Continuous improvement has always been a core part of Air Products’ business culture and is not only aimed at providing a benefit to customers, but also to employees and other stakeholders.

Air Products South Africa prides itself on a solid safety track record, innovative new products and developments, and success in the industrial manufacturing sector. This positioning is underpinned by a solid business strategy that is focused on key aspects, one being a constant drive for continuous improvement (CI) through a multi-pronged CI process.

Continuous improvement has always been a core part of Air Products’ business culture and is not only aimed at providing a benefit to customers, but also to employees and other stakeholders. Improved business processes ultimately benefits the customer and is achieved by obtaining input from the customer and developing means to respond to their needs. It is further important to find the critical areas for improvement and use the correct approach to identify activities which do not add value. This process, which aims to improve levels of service, products and increase efficiencies, merges tools such as Process Mapping, Air Products Cause and Effect and the Total Improvement Process.

The CI process is not restricted to a particular aspect of the business, which makes it an ideal standardised tool to use for improving performance across different business units. The success is largely dependent on the involvement of the employees as they play a key role in defining the steps in the process, continuously monitor the performance measures and ultimately detecting unexpected variations. In order for the process to succeed, the full commitment of the individuals forming part of the process is an essential requirement.

The number of individuals involved in the CI process varies – it comprises of one to twenty people, or even more, depending on the number of stakeholders involved and affected, as well as the level to which they are impacted. Although the continuous improvement process structure remains standard, it is adjusted to address the objectives of the department, process or function at hand.

Hein Brink, Production Manager at Air Products comments on the importance of changing processes and systems in a manufacturing environment: “In today’s competitive manufacturing climate, it is essential to establish a competitive advantage when it comes to price, service and product. In establishing and maintaining this advantage, it is important to constantly review processes and systems and make the necessary improvements. Another important aspect for Air Products is to constantly engage with customers in order to identify changing and evolving needs and addressing them immediately. Our improved processes further aim to align to market trends, anticipate possible changes and ensure that we are in a position to adapt where necessary to meet the changing needs of the customer”.

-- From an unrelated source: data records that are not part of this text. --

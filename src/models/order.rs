//! Order data model.
//!
//! Orders are created by the checkout flow, which is outside this service.
//! The reconciliation pipeline only ever mutates `status`, `payment_status`,
//! `paid_at` and `updated_at`.
//!
//! `status` (fulfillment) and `payment_status` are two orthogonal fields:
//! a successful payment nudges fulfillment to `processing` while a failed
//! or cancelled payment touches `payment_status` only.

use chrono::{DateTime, Utc};
use serde::Serialize;
use uuid::Uuid;

/// Represents an order record from the database.
///
/// # Database Table
///
/// Maps to the `orders` table.
#[derive(Debug, Clone, sqlx::FromRow, Serialize)]
pub struct Order {
    /// Unique identifier for this order
    pub id: Uuid,

    /// Owning user (external auth service, no foreign key)
    pub user_id: Uuid,

    /// Fulfillment status
    ///
    /// "pending", "processing", "shipped", "delivered", "cancelled".
    /// This service only ever writes "processing".
    pub status: String,

    /// Payment status
    ///
    /// One of "pending", "paid", "failed", "cancelled".
    /// See [`PaymentStatus`] for the write-side vocabulary.
    pub payment_status: String,

    /// Order total in cents
    pub total_cents: i64,

    /// Currency code (ISO 4217)
    pub currency: String,

    /// Stamped when the order is first paid
    pub paid_at: Option<DateTime<Utc>>,

    /// When the order was created by checkout
    pub created_at: DateTime<Utc>,

    /// Timestamp of the last update to this row
    pub updated_at: DateTime<Utc>,
}

/// Status vocabulary for `orders.payment_status`.
#[derive(Debug, Clone, Copy, PartialEq, Eq)]
pub enum PaymentStatus {
    Pending,
    Paid,
    Failed,
    Cancelled,
}

impl PaymentStatus {
    /// The exact string stored in the database.
    pub fn as_str(&self) -> &'static str {
        match self {
            PaymentStatus::Pending => "pending",
            PaymentStatus::Paid => "paid",
            PaymentStatus::Failed => "failed",
            PaymentStatus::Cancelled => "cancelled",
        }
    }
}

/// Fulfillment states this service writes.
///
/// The full fulfillment lifecycle belongs to the storefront; reconciliation
/// only moves a freshly paid order into `Processing`.
#[derive(Debug, Clone, Copy, PartialEq, Eq)]
pub enum OrderStatus {
    Processing,
}

impl OrderStatus {
    /// The exact string stored in the database.
    pub fn as_str(&self) -> &'static str {
        match self {
            OrderStatus::Processing => "processing",
        }
    }
}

According to Air Products’ Continuous Improvement Facilitator, Nqobile Mfusi, the CI process, which is aimed at both processes and systems, consists of four important elements:

People: They are at the heart of the high performing organisation and their contributions and ideas are crucial in the improvement process.

Tools: These are used to enhance performance and consist of multiple methods through which the workforce can actively become involved in the process.

Learning: This increases knowledge amongst the players involved in the process through connecting, reviewing practices and performances and by sharing lessons learnt.

Leadership: The buy-in of the leaders plays a fundamental role in the process and it requires that they embrace the change, understand why adjustments needs to be made and take ownership of the improved process.

Brink further mentions that continues improvement is not necessarily initiated by the leadership team, and that Air Products encourages employees to make suggestions on improving processes and systems. “We believe that the input from all employees at different levels is extremely valuable in reaching our CI objectives as they work closely with the processes and systems and are therefore in a position to identify obstacles and suggest more efficient alternatives. Although our customer’s needs are at the forefront of what we do, we also strive to create a work environment where employees play a role and share in the success of improved production, service and processes”.